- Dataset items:
———

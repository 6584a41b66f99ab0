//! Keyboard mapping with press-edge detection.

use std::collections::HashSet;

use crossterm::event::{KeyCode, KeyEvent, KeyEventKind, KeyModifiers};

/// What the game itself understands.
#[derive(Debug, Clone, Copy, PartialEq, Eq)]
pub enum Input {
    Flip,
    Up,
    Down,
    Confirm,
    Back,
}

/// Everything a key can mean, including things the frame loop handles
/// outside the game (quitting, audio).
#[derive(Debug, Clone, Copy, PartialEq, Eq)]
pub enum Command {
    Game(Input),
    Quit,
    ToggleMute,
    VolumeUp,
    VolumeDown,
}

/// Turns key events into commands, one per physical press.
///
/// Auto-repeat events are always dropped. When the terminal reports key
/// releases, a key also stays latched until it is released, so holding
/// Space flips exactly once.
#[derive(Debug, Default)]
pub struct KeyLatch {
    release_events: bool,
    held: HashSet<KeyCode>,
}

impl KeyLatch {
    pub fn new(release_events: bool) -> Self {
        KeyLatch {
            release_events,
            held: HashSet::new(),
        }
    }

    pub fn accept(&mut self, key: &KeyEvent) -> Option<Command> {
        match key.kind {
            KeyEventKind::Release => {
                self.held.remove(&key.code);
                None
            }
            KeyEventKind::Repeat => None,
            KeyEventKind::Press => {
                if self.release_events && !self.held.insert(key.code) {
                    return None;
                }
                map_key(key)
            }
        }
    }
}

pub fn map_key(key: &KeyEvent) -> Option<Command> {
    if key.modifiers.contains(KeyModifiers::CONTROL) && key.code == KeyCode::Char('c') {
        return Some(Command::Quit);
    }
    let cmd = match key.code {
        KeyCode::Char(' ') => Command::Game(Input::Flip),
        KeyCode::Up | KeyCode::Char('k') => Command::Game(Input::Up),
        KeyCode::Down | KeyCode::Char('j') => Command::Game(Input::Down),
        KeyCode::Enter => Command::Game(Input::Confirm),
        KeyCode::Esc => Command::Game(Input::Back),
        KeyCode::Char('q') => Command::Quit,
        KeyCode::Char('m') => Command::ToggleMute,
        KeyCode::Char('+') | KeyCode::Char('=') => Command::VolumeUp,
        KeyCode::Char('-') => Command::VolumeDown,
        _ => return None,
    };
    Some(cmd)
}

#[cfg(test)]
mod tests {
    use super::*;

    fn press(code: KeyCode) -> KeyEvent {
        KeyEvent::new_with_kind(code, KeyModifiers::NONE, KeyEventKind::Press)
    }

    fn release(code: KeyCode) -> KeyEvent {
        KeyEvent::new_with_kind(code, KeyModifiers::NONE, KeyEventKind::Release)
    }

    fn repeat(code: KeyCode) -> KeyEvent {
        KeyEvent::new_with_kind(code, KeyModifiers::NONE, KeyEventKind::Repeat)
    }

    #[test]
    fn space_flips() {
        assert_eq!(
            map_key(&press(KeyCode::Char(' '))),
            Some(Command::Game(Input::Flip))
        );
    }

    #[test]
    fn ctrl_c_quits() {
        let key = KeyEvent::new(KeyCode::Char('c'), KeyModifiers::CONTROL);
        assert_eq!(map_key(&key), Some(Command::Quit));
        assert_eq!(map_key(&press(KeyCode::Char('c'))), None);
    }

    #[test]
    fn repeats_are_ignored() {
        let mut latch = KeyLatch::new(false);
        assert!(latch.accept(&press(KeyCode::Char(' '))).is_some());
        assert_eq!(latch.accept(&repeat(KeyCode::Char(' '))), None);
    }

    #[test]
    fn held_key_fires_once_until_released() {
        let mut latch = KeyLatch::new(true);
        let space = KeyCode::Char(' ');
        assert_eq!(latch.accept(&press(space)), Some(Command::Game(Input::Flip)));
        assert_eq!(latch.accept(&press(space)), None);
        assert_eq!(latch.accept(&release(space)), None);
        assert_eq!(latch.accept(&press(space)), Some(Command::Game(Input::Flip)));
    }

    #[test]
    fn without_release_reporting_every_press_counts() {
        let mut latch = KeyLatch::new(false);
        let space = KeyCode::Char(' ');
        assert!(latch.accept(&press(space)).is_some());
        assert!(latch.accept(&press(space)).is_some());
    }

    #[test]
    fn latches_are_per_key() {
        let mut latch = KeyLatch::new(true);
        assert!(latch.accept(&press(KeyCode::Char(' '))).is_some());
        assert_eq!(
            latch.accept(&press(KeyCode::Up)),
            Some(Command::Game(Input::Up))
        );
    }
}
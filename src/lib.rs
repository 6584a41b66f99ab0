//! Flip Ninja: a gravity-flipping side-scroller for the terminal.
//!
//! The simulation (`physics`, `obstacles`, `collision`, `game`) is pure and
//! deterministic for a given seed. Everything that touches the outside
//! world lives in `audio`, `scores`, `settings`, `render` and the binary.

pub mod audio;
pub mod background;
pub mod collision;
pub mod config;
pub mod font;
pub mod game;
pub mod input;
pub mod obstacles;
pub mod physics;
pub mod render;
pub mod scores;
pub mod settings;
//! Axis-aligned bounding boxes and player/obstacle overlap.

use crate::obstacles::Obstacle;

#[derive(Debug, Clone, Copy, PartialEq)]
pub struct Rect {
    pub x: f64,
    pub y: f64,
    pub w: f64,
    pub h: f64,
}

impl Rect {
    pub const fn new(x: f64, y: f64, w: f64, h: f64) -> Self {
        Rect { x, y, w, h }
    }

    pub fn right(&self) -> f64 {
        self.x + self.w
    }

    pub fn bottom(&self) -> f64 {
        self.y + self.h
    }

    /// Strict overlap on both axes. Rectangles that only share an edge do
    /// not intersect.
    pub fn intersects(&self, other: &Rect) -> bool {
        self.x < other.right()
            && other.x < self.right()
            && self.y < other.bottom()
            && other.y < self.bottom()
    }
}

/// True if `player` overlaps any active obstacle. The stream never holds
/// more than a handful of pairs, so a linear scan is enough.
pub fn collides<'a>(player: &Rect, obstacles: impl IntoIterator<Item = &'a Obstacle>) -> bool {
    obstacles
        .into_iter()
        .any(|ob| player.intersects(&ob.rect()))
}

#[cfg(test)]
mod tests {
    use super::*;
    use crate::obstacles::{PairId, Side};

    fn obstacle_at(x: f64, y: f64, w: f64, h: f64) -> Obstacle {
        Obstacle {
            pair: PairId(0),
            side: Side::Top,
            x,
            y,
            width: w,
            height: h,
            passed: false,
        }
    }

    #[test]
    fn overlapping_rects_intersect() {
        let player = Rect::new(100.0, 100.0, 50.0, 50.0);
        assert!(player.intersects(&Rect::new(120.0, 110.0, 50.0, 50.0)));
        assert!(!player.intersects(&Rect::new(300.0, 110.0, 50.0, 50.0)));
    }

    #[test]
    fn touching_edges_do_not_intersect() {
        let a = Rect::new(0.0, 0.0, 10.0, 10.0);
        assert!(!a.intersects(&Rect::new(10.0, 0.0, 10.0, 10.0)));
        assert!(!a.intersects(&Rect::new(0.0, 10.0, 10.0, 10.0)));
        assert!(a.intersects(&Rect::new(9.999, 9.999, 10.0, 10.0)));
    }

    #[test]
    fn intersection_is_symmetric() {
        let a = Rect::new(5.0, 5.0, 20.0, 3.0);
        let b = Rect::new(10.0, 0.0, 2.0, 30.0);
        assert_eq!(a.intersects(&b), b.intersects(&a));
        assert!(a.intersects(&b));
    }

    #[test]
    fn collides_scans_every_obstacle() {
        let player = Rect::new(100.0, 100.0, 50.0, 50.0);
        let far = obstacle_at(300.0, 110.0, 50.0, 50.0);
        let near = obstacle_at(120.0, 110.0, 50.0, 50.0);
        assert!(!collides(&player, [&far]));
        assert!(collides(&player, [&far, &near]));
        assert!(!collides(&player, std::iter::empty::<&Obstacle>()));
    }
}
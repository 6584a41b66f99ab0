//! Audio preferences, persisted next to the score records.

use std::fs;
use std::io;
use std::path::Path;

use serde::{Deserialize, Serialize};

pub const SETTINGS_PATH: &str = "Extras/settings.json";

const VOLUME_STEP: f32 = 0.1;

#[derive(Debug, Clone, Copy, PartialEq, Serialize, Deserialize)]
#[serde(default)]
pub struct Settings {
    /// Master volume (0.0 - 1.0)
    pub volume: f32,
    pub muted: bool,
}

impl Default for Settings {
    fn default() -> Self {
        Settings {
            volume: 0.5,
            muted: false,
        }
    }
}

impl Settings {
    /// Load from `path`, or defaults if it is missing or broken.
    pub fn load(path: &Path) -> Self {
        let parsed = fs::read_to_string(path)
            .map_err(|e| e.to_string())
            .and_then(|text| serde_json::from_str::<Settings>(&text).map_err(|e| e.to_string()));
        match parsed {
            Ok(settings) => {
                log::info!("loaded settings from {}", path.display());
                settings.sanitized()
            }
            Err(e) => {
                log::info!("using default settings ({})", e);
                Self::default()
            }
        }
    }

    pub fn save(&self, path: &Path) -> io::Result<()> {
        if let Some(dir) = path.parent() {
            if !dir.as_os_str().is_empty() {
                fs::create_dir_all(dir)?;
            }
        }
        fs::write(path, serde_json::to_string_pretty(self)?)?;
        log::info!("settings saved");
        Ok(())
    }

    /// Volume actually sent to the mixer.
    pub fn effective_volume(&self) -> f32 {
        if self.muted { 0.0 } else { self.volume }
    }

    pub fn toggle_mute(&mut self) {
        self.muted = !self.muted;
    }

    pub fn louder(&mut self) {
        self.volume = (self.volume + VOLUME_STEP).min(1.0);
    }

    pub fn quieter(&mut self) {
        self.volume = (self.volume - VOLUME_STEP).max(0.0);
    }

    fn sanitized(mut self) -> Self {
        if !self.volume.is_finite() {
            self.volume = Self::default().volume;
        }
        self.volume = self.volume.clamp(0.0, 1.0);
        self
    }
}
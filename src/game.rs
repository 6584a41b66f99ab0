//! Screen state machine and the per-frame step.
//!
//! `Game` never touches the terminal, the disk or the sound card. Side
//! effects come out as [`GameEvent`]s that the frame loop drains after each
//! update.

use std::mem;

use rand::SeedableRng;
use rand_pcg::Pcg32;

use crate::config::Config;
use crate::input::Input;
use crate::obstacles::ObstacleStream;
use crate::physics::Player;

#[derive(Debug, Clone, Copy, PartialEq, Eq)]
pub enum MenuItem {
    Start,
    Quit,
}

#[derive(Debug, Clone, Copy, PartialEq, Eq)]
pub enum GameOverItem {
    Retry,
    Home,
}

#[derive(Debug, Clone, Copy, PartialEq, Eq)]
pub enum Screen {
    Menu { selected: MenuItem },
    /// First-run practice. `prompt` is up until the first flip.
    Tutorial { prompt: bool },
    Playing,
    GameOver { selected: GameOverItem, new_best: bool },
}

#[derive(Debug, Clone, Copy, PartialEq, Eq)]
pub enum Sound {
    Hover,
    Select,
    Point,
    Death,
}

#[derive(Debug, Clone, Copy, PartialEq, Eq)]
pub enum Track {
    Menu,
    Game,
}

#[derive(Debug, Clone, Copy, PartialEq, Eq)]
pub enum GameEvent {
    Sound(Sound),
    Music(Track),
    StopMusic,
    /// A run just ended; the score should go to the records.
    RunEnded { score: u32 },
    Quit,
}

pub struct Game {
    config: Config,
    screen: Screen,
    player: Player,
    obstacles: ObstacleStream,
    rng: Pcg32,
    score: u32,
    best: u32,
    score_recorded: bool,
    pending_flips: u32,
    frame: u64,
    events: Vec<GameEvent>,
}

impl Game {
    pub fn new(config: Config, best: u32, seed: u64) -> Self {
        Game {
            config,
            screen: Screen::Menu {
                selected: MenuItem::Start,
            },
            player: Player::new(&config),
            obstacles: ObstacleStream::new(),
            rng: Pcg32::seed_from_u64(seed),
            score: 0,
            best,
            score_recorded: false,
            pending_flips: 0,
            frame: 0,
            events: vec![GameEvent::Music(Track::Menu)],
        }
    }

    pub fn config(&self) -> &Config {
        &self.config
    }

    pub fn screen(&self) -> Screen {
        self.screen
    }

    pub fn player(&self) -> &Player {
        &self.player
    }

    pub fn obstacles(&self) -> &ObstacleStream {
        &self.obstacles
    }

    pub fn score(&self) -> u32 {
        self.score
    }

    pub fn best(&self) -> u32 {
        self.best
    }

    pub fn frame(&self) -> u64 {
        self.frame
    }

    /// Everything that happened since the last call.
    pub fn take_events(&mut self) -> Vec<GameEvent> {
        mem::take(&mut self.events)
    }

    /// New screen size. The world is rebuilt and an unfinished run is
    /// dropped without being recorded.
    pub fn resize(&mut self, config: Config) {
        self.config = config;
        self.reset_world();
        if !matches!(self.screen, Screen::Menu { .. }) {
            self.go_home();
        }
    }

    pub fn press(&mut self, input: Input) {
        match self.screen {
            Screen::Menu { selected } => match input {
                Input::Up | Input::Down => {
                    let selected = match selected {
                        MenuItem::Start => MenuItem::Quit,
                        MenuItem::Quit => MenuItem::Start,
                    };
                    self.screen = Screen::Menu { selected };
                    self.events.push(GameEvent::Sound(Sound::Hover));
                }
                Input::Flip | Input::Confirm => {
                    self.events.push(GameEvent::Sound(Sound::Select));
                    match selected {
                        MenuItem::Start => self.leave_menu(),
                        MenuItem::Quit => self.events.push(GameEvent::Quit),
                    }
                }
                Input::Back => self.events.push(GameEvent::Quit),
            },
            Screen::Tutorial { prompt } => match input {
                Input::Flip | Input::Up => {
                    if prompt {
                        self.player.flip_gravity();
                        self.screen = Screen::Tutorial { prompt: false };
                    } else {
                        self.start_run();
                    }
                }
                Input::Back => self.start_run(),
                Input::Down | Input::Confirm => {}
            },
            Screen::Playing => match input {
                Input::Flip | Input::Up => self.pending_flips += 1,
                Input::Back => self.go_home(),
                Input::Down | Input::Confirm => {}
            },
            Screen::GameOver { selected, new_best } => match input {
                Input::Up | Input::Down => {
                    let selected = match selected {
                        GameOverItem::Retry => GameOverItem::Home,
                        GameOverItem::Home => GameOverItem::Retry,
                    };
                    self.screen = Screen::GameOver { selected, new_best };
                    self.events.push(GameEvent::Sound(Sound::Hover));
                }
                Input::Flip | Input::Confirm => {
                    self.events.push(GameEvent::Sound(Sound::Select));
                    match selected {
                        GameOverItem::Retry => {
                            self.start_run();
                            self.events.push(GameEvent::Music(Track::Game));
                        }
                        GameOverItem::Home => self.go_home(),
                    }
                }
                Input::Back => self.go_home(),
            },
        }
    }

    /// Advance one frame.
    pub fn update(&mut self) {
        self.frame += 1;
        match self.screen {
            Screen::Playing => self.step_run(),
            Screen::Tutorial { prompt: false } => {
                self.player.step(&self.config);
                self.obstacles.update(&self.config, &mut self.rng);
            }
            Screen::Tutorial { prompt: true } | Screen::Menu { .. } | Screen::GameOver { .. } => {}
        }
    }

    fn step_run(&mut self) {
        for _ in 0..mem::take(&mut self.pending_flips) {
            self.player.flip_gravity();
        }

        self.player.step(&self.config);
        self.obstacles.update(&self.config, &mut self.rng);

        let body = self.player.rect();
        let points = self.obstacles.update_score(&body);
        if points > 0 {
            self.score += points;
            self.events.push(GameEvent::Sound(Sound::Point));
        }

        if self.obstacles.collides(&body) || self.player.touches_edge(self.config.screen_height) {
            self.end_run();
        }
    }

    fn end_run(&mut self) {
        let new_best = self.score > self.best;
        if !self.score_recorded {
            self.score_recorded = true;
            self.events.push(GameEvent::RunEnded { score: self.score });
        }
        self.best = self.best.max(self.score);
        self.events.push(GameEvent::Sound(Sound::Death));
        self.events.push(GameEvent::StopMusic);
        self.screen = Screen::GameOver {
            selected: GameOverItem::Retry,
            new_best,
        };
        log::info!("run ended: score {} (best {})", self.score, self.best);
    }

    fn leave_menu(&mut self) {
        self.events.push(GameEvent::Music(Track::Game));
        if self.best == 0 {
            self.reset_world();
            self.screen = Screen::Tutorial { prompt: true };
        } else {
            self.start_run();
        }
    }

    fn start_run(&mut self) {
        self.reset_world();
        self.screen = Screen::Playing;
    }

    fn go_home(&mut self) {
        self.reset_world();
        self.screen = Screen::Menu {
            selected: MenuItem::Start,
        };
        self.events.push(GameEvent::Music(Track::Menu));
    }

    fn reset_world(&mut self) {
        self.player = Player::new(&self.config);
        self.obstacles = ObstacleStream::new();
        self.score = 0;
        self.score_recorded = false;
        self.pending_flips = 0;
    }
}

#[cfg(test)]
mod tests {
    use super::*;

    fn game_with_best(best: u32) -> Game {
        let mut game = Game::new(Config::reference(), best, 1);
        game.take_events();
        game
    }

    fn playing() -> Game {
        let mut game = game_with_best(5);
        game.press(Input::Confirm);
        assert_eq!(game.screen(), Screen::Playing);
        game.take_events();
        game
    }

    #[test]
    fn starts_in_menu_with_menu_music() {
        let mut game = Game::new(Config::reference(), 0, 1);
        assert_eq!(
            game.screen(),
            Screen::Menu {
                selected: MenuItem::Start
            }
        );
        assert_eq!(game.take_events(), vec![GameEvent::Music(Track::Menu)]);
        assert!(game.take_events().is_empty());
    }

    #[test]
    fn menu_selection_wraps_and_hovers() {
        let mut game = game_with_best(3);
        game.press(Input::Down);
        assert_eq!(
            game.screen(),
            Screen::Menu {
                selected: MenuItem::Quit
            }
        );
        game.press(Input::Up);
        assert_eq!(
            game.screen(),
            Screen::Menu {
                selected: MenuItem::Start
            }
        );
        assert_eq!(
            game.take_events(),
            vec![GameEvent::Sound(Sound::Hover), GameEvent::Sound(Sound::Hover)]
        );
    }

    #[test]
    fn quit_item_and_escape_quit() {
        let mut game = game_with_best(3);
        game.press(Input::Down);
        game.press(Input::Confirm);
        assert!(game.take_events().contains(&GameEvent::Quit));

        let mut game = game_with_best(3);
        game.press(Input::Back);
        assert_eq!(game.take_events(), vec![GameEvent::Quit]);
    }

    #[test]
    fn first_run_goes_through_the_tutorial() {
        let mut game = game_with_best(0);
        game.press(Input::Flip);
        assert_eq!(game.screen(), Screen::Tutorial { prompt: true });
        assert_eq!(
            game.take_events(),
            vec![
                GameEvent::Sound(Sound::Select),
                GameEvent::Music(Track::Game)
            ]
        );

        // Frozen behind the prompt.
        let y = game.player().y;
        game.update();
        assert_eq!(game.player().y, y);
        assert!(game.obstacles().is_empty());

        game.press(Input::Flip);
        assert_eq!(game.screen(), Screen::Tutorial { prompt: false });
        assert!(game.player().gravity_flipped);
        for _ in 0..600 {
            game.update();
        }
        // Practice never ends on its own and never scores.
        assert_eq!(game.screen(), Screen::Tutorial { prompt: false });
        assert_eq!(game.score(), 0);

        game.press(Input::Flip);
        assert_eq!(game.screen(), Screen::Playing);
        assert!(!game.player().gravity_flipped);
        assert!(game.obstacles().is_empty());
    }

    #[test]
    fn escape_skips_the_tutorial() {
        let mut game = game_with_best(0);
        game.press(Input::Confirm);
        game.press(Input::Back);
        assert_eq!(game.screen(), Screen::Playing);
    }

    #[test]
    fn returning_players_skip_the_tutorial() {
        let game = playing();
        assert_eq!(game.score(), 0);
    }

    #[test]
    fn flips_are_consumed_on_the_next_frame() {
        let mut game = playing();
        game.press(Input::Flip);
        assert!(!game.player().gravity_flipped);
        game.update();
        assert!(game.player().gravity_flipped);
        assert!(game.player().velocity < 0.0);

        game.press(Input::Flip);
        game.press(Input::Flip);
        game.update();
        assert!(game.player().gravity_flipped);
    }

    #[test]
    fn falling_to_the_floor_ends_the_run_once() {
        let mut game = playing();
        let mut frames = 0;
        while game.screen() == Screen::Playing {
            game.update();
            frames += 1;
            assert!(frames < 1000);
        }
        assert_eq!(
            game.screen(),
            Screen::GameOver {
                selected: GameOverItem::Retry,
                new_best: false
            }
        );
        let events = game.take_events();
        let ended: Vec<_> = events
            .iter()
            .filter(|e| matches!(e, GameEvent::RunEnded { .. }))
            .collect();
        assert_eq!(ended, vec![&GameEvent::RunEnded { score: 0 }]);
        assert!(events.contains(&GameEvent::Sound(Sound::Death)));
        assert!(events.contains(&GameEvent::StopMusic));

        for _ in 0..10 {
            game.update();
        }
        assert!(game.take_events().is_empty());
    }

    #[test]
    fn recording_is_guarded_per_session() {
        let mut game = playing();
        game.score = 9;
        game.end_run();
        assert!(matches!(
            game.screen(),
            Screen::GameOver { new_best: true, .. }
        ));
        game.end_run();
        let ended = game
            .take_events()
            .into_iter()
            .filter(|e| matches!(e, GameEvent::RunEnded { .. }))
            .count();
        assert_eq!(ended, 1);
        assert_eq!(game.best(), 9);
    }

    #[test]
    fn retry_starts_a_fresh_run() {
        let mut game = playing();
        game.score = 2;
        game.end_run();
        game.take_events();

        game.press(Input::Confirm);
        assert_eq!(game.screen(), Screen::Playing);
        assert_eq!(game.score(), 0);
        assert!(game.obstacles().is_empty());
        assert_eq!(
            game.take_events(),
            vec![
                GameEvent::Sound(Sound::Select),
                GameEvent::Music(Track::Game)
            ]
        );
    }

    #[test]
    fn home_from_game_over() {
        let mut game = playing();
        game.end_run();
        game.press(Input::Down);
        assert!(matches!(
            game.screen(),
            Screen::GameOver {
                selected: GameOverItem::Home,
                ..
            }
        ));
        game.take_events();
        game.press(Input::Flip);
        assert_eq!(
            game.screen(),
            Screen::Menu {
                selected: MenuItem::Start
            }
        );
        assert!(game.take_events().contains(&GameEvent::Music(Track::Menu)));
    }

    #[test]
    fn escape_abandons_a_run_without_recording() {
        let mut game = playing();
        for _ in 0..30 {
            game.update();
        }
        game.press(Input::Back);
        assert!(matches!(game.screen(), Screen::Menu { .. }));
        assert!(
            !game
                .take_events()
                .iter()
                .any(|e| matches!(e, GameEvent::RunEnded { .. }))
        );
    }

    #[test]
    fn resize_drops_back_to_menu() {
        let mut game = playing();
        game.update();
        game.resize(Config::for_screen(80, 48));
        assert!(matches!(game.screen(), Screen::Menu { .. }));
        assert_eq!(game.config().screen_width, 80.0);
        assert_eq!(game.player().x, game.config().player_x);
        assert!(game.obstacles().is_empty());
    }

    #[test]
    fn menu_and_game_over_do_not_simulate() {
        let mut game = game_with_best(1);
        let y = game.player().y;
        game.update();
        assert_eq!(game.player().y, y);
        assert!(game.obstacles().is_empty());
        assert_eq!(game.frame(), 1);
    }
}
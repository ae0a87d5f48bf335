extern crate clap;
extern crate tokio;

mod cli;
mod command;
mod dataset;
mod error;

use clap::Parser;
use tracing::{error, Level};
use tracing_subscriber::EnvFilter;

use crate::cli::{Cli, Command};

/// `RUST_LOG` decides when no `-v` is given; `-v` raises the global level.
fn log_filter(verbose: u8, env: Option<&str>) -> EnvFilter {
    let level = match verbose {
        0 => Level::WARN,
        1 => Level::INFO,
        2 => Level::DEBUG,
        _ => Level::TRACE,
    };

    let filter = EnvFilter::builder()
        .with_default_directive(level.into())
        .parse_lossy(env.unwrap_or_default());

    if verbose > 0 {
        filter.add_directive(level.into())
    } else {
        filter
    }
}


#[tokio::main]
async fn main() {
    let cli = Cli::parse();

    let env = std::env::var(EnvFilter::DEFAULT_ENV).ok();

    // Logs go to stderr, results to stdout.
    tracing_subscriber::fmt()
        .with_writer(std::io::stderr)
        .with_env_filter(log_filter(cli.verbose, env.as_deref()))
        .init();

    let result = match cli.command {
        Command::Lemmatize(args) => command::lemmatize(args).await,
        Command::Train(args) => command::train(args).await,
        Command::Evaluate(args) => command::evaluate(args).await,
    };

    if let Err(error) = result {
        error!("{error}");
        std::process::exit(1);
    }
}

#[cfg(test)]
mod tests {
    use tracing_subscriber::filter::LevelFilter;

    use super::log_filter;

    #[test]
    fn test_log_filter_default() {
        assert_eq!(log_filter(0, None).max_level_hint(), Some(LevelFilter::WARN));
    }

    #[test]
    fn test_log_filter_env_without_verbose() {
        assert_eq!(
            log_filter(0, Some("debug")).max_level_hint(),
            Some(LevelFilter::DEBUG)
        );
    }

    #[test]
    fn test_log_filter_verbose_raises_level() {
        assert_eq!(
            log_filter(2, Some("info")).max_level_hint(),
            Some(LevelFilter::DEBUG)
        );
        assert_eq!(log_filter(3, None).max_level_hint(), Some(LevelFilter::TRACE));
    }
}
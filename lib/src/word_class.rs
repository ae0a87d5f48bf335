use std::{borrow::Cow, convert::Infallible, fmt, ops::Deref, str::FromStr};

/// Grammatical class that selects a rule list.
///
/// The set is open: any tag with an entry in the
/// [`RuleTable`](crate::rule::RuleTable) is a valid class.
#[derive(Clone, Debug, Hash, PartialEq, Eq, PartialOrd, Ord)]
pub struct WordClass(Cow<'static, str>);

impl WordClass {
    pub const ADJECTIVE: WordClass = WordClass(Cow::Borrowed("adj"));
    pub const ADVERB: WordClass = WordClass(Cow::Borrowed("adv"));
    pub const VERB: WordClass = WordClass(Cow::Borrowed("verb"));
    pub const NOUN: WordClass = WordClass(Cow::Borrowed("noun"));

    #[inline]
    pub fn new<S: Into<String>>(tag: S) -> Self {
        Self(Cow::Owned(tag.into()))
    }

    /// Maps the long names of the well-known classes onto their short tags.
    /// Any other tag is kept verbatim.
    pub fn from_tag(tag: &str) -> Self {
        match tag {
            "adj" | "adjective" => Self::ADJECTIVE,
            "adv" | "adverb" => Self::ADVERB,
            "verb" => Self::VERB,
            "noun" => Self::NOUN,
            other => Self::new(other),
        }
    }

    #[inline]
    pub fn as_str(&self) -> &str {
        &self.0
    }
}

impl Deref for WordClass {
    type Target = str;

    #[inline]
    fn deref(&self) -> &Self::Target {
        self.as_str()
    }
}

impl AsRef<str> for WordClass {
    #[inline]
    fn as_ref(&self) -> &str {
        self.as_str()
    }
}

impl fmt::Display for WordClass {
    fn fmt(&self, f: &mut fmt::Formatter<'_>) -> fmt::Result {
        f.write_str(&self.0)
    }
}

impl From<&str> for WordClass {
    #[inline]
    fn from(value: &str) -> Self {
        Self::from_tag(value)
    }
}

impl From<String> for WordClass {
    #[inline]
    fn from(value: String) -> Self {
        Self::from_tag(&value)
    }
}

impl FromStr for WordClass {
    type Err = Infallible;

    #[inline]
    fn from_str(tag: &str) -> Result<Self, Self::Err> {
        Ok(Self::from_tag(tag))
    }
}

———

- What you are asked to do: Where does the word "await" appear in the records? Copy every line that holds it.

- Task result:
        Command::Lemmatize(args) => command::lemmatize(args).await,
        Command::Train(args) => command::train(args).await,
        Command::Evaluate(args) => command::evaluate(args).await,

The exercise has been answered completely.